*** Source material

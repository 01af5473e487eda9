//! Install and destroy plans.
//!
//! A plan is the ordered list of steps for one installation shape (cloud,
//! git host, destroy options). Steps that do not apply to the shape are left
//! out when the plan is built, so the order of the remaining steps is the
//! execution order.

use std::fmt;

use k1_cloud::CloudKind;
use k1_scm::GitProviderKind;

use crate::terraform::{checkpoint_key, TerraformAction};

/// Every step either pipeline can run.
#[derive(Debug, Clone, Copy, PartialEq, Eq, Hash)]
pub enum StepId {
    // Install
    Validate,
    DownloadTools,
    LivenessRecord,
    LivenessVerify,
    CloudIdentity,
    StateStoreBucket,
    ArtifactsBucket,
    HydrateGitops,
    HydrateMetaphor,
    BotKeys,
    CreateRepos,
    PushGitops,
    PushMetaphor,
    UploadBotKey,
    TerraformBase,
    LocalTls,
    LocalCluster,
    InstallArgoCd,
    InstallSoftServe,
    SoftServeTunnel,
    ConfigureSoftServe,
    ArgoCdTunnel,
    InitialRepository,
    ApplyRegistry,
    ArgoCdCredentials,
    SyncRegistry,
    VaultTunnel,
    VaultUnseal,
    TerraformVault,
    TerraformUsers,
    K1Ready,
    DeployMetaphor,
    Complete,
    Handoff,

    // Destroy
    RemoveRegistry,
    DrainLoadBalancers,
    DestroyUsers,
    DestroyVault,
    DestroyBase,
    DeleteLocalCluster,
    DeleteBotKey,
    DeleteBuckets,
    DeleteLivenessRecord,
}

impl StepId {
    /// Human-readable description for progress output.
    #[must_use]
    pub fn description(self) -> &'static str {
        match self {
            Self::Validate => "Validating configuration",
            Self::DownloadTools => "Downloading tools",
            Self::LivenessRecord => "Creating DNS liveness record",
            Self::LivenessVerify => "Verifying DNS propagation",
            Self::CloudIdentity => "Identifying cloud account",
            Self::StateStoreBucket => "Creating Terraform state bucket",
            Self::ArtifactsBucket => "Creating artifacts bucket",
            Self::HydrateGitops => "Preparing gitops repository",
            Self::HydrateMetaphor => "Preparing metaphor repository",
            Self::BotKeys => "Generating bot SSH keys",
            Self::CreateRepos => "Creating git repositories",
            Self::PushGitops => "Pushing gitops repository",
            Self::PushMetaphor => "Pushing metaphor repository",
            Self::UploadBotKey => "Uploading bot SSH key",
            Self::TerraformBase => "Provisioning cloud infrastructure",
            Self::LocalTls => "Issuing local TLS certificate",
            Self::LocalCluster => "Creating k3d cluster",
            Self::InstallArgoCd => "Installing ArgoCD",
            Self::InstallSoftServe => "Installing soft-serve",
            Self::SoftServeTunnel => "Connecting to soft-serve",
            Self::ConfigureSoftServe => "Configuring soft-serve access",
            Self::ArgoCdTunnel => "Connecting to ArgoCD",
            Self::InitialRepository => "Registering gitops repository with ArgoCD",
            Self::ApplyRegistry => "Applying registry application",
            Self::ArgoCdCredentials => "Waiting for ArgoCD and logging in",
            Self::SyncRegistry => "Syncing registry application",
            Self::VaultTunnel => "Connecting to Vault",
            Self::VaultUnseal => "Initializing and unsealing Vault",
            Self::TerraformVault => "Configuring Vault",
            Self::TerraformUsers => "Creating users",
            Self::K1Ready => "Waiting for platform applications",
            Self::DeployMetaphor => "Deploying metaphor",
            Self::Complete => "Recording completion",
            Self::Handoff => "Summary",
            Self::RemoveRegistry => "Removing ArgoCD registry application",
            Self::DrainLoadBalancers => "Waiting for load balancers to drain",
            Self::DestroyUsers => "Destroying users",
            Self::DestroyVault => "Destroying Vault configuration",
            Self::DestroyBase => "Destroying cloud infrastructure",
            Self::DeleteLocalCluster => "Deleting k3d cluster",
            Self::DeleteBotKey => "Removing bot SSH key",
            Self::DeleteBuckets => "Deleting buckets",
            Self::DeleteLivenessRecord => "Removing DNS liveness record",
        }
    }
}

impl fmt::Display for StepId {
    fn fmt(&self, f: &mut fmt::Formatter<'_>) -> fmt::Result {
        fmt::Debug::fmt(self, f)
    }
}

/// How a step relates to the configuration store.
#[derive(Debug, Clone, PartialEq, Eq)]
pub enum StepKind {
    /// Runs once; completion is recorded under the key.
    Checkpointed(String),
    /// Re-established on every run while a later checkpointed step is pending.
    Session,
    /// Runs on every invocation.
    Always,
}

#[derive(Debug, Clone, PartialEq, Eq)]
pub struct Step {
    pub id: StepId,
    pub kind: StepKind,
    /// Mutates a cloud, git host or cluster; skipped under dry-run.
    pub external: bool,
}

impl Step {
    fn checkpointed(id: StepId, checkpoint: impl Into<String>, external: bool) -> Self {
        Self {
            id,
            kind: StepKind::Checkpointed(checkpoint.into()),
            external,
        }
    }

    fn session(id: StepId) -> Self {
        Self {
            id,
            kind: StepKind::Session,
            external: false,
        }
    }

    fn always(id: StepId) -> Self {
        Self {
            id,
            kind: StepKind::Always,
            external: false,
        }
    }

    #[must_use]
    pub fn checkpoint(&self) -> Option<&str> {
        match &self.kind {
            StepKind::Checkpointed(key) => Some(key),
            _ => None,
        }
    }
}

/// Installation shape a plan is built for.
#[derive(Debug, Clone, Copy, PartialEq, Eq)]
pub struct PlanShape {
    pub cloud: CloudKind,
    pub git: GitProviderKind,
}

impl PlanShape {
    fn local(self) -> bool {
        self.cloud.is_local()
    }

    fn hosted_git(self) -> bool {
        self.git != GitProviderKind::SoftServe
    }

    fn git_tag(self) -> &'static str {
        self.git.as_str()
    }
}

/// Install steps in execution order.
#[must_use]
pub fn install_plan(shape: PlanShape) -> Vec<Step> {
    use StepId as S;

    let git = shape.git_tag();
    let mut steps = vec![
        Step::session(S::Validate),
        Step::checkpointed(S::DownloadTools, "tools.downloaded", false),
    ];

    if !shape.local() {
        steps.extend([
            Step::checkpointed(S::LivenessRecord, "dns.liveness-record.created", true),
            Step::checkpointed(S::LivenessVerify, "dns.liveness.verified", true),
            Step::checkpointed(S::CloudIdentity, "cloud.identity.fetched", true),
            Step::checkpointed(S::StateStoreBucket, "bucket.state-store.created", true),
            Step::checkpointed(S::ArtifactsBucket, "bucket.artifacts.created", true),
        ]);
    }

    steps.extend([
        Step::checkpointed(S::HydrateGitops, format!("{git}.gitops.hydrated"), false),
        Step::checkpointed(S::HydrateMetaphor, format!("{git}.metaphor.hydrated"), false),
        Step::checkpointed(S::BotKeys, "ssh.bot-keys.created", false),
    ]);

    if shape.hosted_git() {
        steps.extend([
            Step::checkpointed(S::CreateRepos, format!("{git}.repos.created"), true),
            Step::checkpointed(S::PushGitops, format!("{git}.gitops.pushed"), true),
            Step::checkpointed(S::PushMetaphor, format!("{git}.metaphor.pushed"), true),
            Step::checkpointed(S::UploadBotKey, format!("{git}.bot-key.uploaded"), true),
        ]);
    }

    if shape.local() {
        steps.extend([
            Step::checkpointed(S::LocalTls, "k3d.ssl.created", false),
            Step::checkpointed(S::LocalCluster, "k3d.cluster.created", true),
            Step::checkpointed(S::InstallArgoCd, "argocd.helm.installed", true),
        ]);
    } else {
        steps.push(Step::checkpointed(
            S::TerraformBase,
            checkpoint_key("base", TerraformAction::Apply),
            true,
        ));
    }

    if !shape.hosted_git() {
        steps.extend([
            Step::checkpointed(S::InstallSoftServe, "soft-serve.created", true),
            Step::session(S::SoftServeTunnel),
            Step::checkpointed(S::ConfigureSoftServe, "soft-serve.configured", true),
            Step::checkpointed(S::PushGitops, format!("{git}.gitops.pushed"), true),
            Step::checkpointed(S::PushMetaphor, format!("{git}.metaphor.pushed"), true),
        ]);
    }

    steps.extend([
        Step::session(S::ArgoCdTunnel),
        Step::checkpointed(S::InitialRepository, "argocd.initial-repository.created", true),
        Step::checkpointed(S::ApplyRegistry, "argocd.registry.applied", true),
        Step::checkpointed(S::ArgoCdCredentials, "argocd.credentials.set", true),
        Step::checkpointed(S::SyncRegistry, "argocd.registry.synced", true),
        Step::session(S::VaultTunnel),
        Step::checkpointed(S::VaultUnseal, "vault.unsealed", true),
        Step::checkpointed(
            S::TerraformVault,
            checkpoint_key("vault", TerraformAction::Apply),
            true,
        ),
        Step::checkpointed(
            S::TerraformUsers,
            checkpoint_key("users", TerraformAction::Apply),
            true,
        ),
        Step::checkpointed(S::K1Ready, "argocd.k1-ready.synced", true),
        Step::checkpointed(S::DeployMetaphor, "metaphor.deployed", true),
        Step::checkpointed(S::Complete, "installation.complete", false),
        Step::always(S::Handoff),
    ]);

    steps
}

/// Destroy options that shape the plan.
#[derive(Debug, Clone, Copy, PartialEq, Eq)]
pub struct DestroyOptions {
    pub purge_buckets: bool,
}

/// Destroy steps in execution order.
#[must_use]
pub fn destroy_plan(shape: PlanShape, options: DestroyOptions) -> Vec<Step> {
    use StepId as S;

    let mut steps = vec![
        Step::session(S::Validate),
        Step::session(S::ArgoCdTunnel),
        Step::checkpointed(S::RemoveRegistry, "destroy.registry.removed", true),
    ];

    if !shape.local() {
        steps.push(Step::checkpointed(
            S::DrainLoadBalancers,
            "destroy.load-balancers.drained",
            true,
        ));
    }

    steps.extend([
        Step::session(S::VaultTunnel),
        Step::checkpointed(
            S::DestroyUsers,
            checkpoint_key("users", TerraformAction::Destroy),
            true,
        ),
        Step::checkpointed(
            S::DestroyVault,
            checkpoint_key("vault", TerraformAction::Destroy),
            true,
        ),
    ]);

    if shape.local() {
        steps.push(Step::checkpointed(
            S::DeleteLocalCluster,
            "k3d.cluster.deleted",
            true,
        ));
    } else {
        steps.push(Step::checkpointed(
            S::DestroyBase,
            checkpoint_key("base", TerraformAction::Destroy),
            true,
        ));
    }

    if shape.hosted_git() {
        steps.push(Step::checkpointed(
            S::DeleteBotKey,
            format!("{}.bot-key.deleted", shape.git_tag()),
            true,
        ));
    }

    if !shape.local() {
        if options.purge_buckets {
            steps.push(Step::checkpointed(
                S::DeleteBuckets,
                "destroy.buckets.deleted",
                true,
            ));
        }
        steps.push(Step::checkpointed(
            S::DeleteLivenessRecord,
            "destroy.liveness-record.deleted",
            true,
        ));
    }

    steps
}

#[cfg(test)]
mod tests {
    use super::*;

    fn ids(steps: &[Step]) -> Vec<StepId> {
        steps.iter().map(|s| s.id).collect()
    }

    fn position(steps: &[Step], id: StepId) -> usize {
        steps.iter().position(|s| s.id == id).unwrap()
    }

    const AWS_GITHUB: PlanShape = PlanShape {
        cloud: CloudKind::Aws,
        git: GitProviderKind::Github,
    };

    #[test]
    fn test_cloud_plan_follows_bring_up_order() {
        let plan = install_plan(AWS_GITHUB);
        let order = [
            StepId::DownloadTools,
            StepId::LivenessRecord,
            StepId::CloudIdentity,
            StepId::HydrateGitops,
            StepId::BotKeys,
            StepId::PushGitops,
            StepId::TerraformBase,
            StepId::ArgoCdTunnel,
            StepId::InitialRepository,
            StepId::SyncRegistry,
            StepId::VaultUnseal,
            StepId::TerraformVault,
            StepId::TerraformUsers,
            StepId::K1Ready,
            StepId::DeployMetaphor,
        ];
        let positions: Vec<usize> = order.iter().map(|id| position(&plan, *id)).collect();
        assert!(positions.windows(2).all(|w| w[0] < w[1]), "{positions:?}");
        assert!(!ids(&plan).contains(&StepId::LocalCluster));
    }

    #[test]
    fn test_checkpoint_names() {
        let plan = install_plan(AWS_GITHUB);
        let checkpoints: Vec<&str> = plan.iter().filter_map(Step::checkpoint).collect();
        assert!(checkpoints.contains(&"terraform.base.apply.complete"));
        assert!(checkpoints.contains(&"github.gitops.pushed"));
        assert!(checkpoints.contains(&"argocd.initial-repository.created"));

        let mut unique = checkpoints.clone();
        unique.sort_unstable();
        unique.dedup();
        assert_eq!(unique.len(), checkpoints.len());
    }

    #[test]
    fn test_local_soft_serve_pushes_after_cluster() {
        let plan = install_plan(PlanShape {
            cloud: CloudKind::K3d,
            git: GitProviderKind::SoftServe,
        });
        assert!(position(&plan, StepId::LocalCluster) < position(&plan, StepId::PushGitops));
        assert!(
            position(&plan, StepId::ConfigureSoftServe) < position(&plan, StepId::PushGitops)
        );
        let ids = ids(&plan);
        assert!(!ids.contains(&StepId::LivenessRecord));
        assert!(!ids.contains(&StepId::CreateRepos));
        assert!(!ids.contains(&StepId::TerraformBase));
    }

    #[test]
    fn test_destroy_plan_order_and_options() {
        let plan = destroy_plan(AWS_GITHUB, DestroyOptions { purge_buckets: false });
        assert!(position(&plan, StepId::RemoveRegistry) < position(&plan, StepId::DestroyUsers));
        assert!(position(&plan, StepId::DestroyUsers) < position(&plan, StepId::DestroyVault));
        assert!(position(&plan, StepId::DestroyVault) < position(&plan, StepId::DestroyBase));
        assert!(!ids(&plan).contains(&StepId::DeleteBuckets));
        assert_eq!(plan.last().unwrap().id, StepId::DeleteLivenessRecord);

        let purge = destroy_plan(AWS_GITHUB, DestroyOptions { purge_buckets: true });
        assert!(ids(&purge).contains(&StepId::DeleteBuckets));
    }
}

******

▶ _What is required_: Your task is to restate, word for word, the lines from the beginning of the records to the line with "#[derive(Debug, Clone, Copy, PartialEq, Eq, Hash)]", inclusive.

▶ _Completed task_:
repository 01af5473e487eda9
//! Install and destroy plans.
//!
//! A plan is the ordered list of steps for one installation shape (cloud,
//! git host, destroy options). Steps that do not apply to the shape are left
//! out when the plan is built, so the order of the remaining steps is the
//! execution order.

use std::fmt;

use k1_cloud::CloudKind;
use k1_scm::GitProviderKind;

use crate::terraform::{checkpoint_key, TerraformAction};

/// Every step either pipeline can run.
#[derive(Debug, Clone, Copy, PartialEq, Eq, Hash)]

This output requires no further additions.